I had a very strong sense that how and where I would give birth was my business—my choice. It didn’t enter my mind that any government should take that choice away from me. I wasn’t going to repeat my first experience, because I knew there had been something seriously wrong with having scheduled forceps.
The helpful obstetrician kept me from viewing obstetrics as some monolithic force. I learned to look for the best and not to be afraid to ask for help if I needed it.
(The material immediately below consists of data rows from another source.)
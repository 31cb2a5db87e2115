//! Named address-set store.
//!
//! Tracks the membership of every set the agent created so that element
//! adds are idempotent and deletes of absent elements surface as
//! [`EmitError::NotFound`] instead of a kernel error. The in-memory view
//! is authoritative for bookkeeping only; the kernel holds the real sets.

use std::{
    collections::HashMap,
    sync::{Arc, Mutex},
};

use ipnet::Ipv4Net;
use netem_crd::{ProtoConst, Protocol};
use serde_json::{json, Value};
use tracing::Level;

use crate::{
    emitter::Emitter,
    error::EmitError,
    nft::{Element, NftCommand, NftObject, Set, SetKind},
};

/// One element of a typed set.
#[derive(Clone, Debug, PartialEq, Eq, Hash)]
pub enum SetElement {
    Net(Ipv4Net),
    Proto(ProtoConst),
    ProtoPort(Protocol, u16),
}

impl SetElement {
    /// The bare nftables JSON value of this element.
    fn to_value(&self) -> Value {
        match self {
            SetElement::Net(net) if net.prefix_len() == 32 => json!(net.addr().to_string()),
            SetElement::Net(net) => json!({
                "prefix": { "addr": net.addr().to_string(), "len": net.prefix_len() }
            }),
            SetElement::Proto(proto) => proto.to_value(),
            SetElement::ProtoPort(proto, port) => json!({ "concat": [proto.name(), port] }),
        }
    }

    /// The element as emitted on `add`, wrapping the value with its
    /// diagnostic annotation when one is present.
    fn to_elem(&self, annotation: Option<&str>) -> Value {
        match annotation {
            Some(comment) => json!({ "elem": { "val": self.to_value(), "comment": comment } }),
            None => self.to_value(),
        }
    }
}

#[derive(Debug)]
struct SetState {
    kind: SetKind,
    elements: HashMap<SetElement, Option<String>>,
}

/// Store of all named sets, keyed by `(table, set name)`.
#[derive(Debug)]
pub struct SetStore<E> {
    emitter: Arc<E>,
    sets: Mutex<HashMap<(String, String), SetState>>,
}

impl<E: Emitter> SetStore<E> {
    pub fn new(emitter: Arc<E>) -> Self {
        Self {
            emitter,
            sets: Mutex::new(HashMap::new()),
        }
    }

    #[tracing::instrument(level = Level::DEBUG, skip(self), err)]
    pub async fn create_set(&self, table: &str, name: &str, kind: SetKind) -> Result<(), EmitError> {
        self.emitter
            .nft(vec![NftCommand::Add(NftObject::Set(Set::typed(
                table, name, kind,
            )))])
            .await?;

        self.sets.lock().unwrap().insert(
            (table.to_string(), name.to_string()),
            SetState {
                kind,
                elements: HashMap::new(),
            },
        );

        Ok(())
    }

    #[tracing::instrument(level = Level::DEBUG, skip(self), err)]
    pub async fn delete_set(&self, table: &str, name: &str) -> Result<(), EmitError> {
        self.sets
            .lock()
            .unwrap()
            .remove(&(table.to_string(), name.to_string()))
            .ok_or_else(|| EmitError::UnknownSet(name.to_string()))?;

        self.emitter
            .nft(vec![NftCommand::Delete(NftObject::Set(Set::named(
                table, name,
            )))])
            .await
            .map(|_| ())
    }

    /// Add an element; a no-op when the element is already present.
    pub async fn add_element(
        &self,
        table: &str,
        name: &str,
        element: SetElement,
        annotation: Option<String>,
    ) -> Result<(), EmitError> {
        {
            let mut sets = self.sets.lock().unwrap();
            let state = sets
                .get_mut(&(table.to_string(), name.to_string()))
                .ok_or_else(|| EmitError::UnknownSet(name.to_string()))?;

            if state.elements.contains_key(&element) {
                tracing::trace!(set = name, ?element, "Element already present");
                return Ok(());
            }

            state.elements.insert(element.clone(), annotation.clone());
        }

        let elem = element.to_elem(annotation.as_deref());
        let result = self
            .emitter
            .nft(vec![NftCommand::Add(NftObject::Element(Element::new(
                table,
                name,
                vec![elem],
            )))])
            .await;

        if result.is_err() {
            if let Some(state) = self
                .sets
                .lock()
                .unwrap()
                .get_mut(&(table.to_string(), name.to_string()))
            {
                state.elements.remove(&element);
            }
        }

        result.map(|_| ())
    }

    /// Delete an element; fails with [`EmitError::NotFound`] when absent.
    pub async fn delete_element(
        &self,
        table: &str,
        name: &str,
        element: &SetElement,
    ) -> Result<(), EmitError> {
        {
            let mut sets = self.sets.lock().unwrap();
            let state = sets
                .get_mut(&(table.to_string(), name.to_string()))
                .ok_or_else(|| EmitError::UnknownSet(name.to_string()))?;

            if state.elements.remove(element).is_none() {
                return Err(EmitError::NotFound {
                    set: name.to_string(),
                });
            }
        }

        self.emitter
            .nft(vec![NftCommand::Delete(NftObject::Element(Element::new(
                table,
                name,
                vec![element.to_value()],
            )))])
            .await
            .map(|_| ())
    }

    /// Current elements of a set, if it exists.
    pub fn elements(&self, table: &str, name: &str) -> Option<Vec<SetElement>> {
        self.sets
            .lock()
            .unwrap()
            .get(&(table.to_string(), name.to_string()))
            .map(|state| state.elements.keys().cloned().collect())
    }

    /// Element type of a set, if it exists.
    #[cfg(test)]
    pub fn kind(&self, table: &str, name: &str) -> Option<SetKind> {
        self.sets
            .lock()
            .unwrap()
            .get(&(table.to_string(), name.to_string()))
            .map(|state| state.kind)
    }
}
How do you deal with people who might try to discredit or challenge you?
I keep doing what I think is right.
How can a woman best find her empowerment in the birth room?
Different tips seem to work for different women, so it’s good to hear stories from a variety of women who learned helpful lessons about what got them through labor and birth.
How do you think that doulas and midwives can support each other better?
They should try to see each other socially: have tea or go to a pub together and see if they can improve the situation in a way that works for each of them. I’m not sure there’s any way to generalise about this relationship.
What is the ultimate support you can give a woman when she is birthing?
To be with her and let her know that what she’s feeling is part of the physiological process and give her feedback (if she wants it) about how it’s going. Sometimes the best thing is to let her go on with it and keep her from being interrupted when she’s doing well.
How do you enable women to enjoy and welcome the rawness of birth rather than fear it?
I sometimes remind them to enjoy the pauses between contractions that they might not be noticing and appreciating. I try to do what makes them grateful.
What is the most significant personal development you have experienced as a result of serving women?
It’s been a privilege to learn how mind and body affect each other.
What is your favourite self-care tip?
I exercise every day.
What is your guilty pleasure when you’re not working?
I seem to be able to find pleasure in activities that don’t cause me to feel guilty.
What gives you the greatest joy in attending women during labour?
That comes when a healthy baby arrives to parents who wanted that baby very much and worked together in a way that made them appreciate each other at a deeper level than they had imagined possible.
Ina May Gaskin, MA, CPM, PhD(Hon.) is founder and director of the Farm Midwifery Center, located near Summertown, Tennessee. Founded in 1971, by 2011, the Farm Midwifery Center had handled approximately 3000 births, with remarkably good outcomes. Ms. Gaskin herself has attended more than 1200 births. She is author of Spiritual Midwifery , now in its fourth edition. For twenty-two years she published Birth Gazette , a quarterly covering health care, childbirth and midwifery issues. Ina May’s Guide to Childbirth was released in 2003 by Bantam/Dell, a division of Random House and has been translated into Italian, Slovenian, German, and French. Ina May’s Guide to Breastfeeding was published in 2009 by Bantam/Dell, and her newest book, Birth Matters: A Midwife’s Manifesta , was published in 2011.
She has lectured all over the world at midwifery conferences and at medical schools, both to students and to faculty. She was President of Midwives’ Alliance of North America from 1996 to 2002. In 1997, she received the ASPO/Lamaze Irwin Chabon Award and the Tennessee Perinatal Association Recognition Award. In 2003 she was chosen as Visiting Fellow of Morse College, Yale University. In 2009, she was conferredw with the title of Honorary Doctor by the Faculty of Health and Human Sciences of Thames Valley University in London, England. In 2011, she was chosen as one of four recipients of the Right Livelihood Award (also known as the Alternative Nobel Prize), given in an award ceremony before the Swedish Parliament in Stockholm.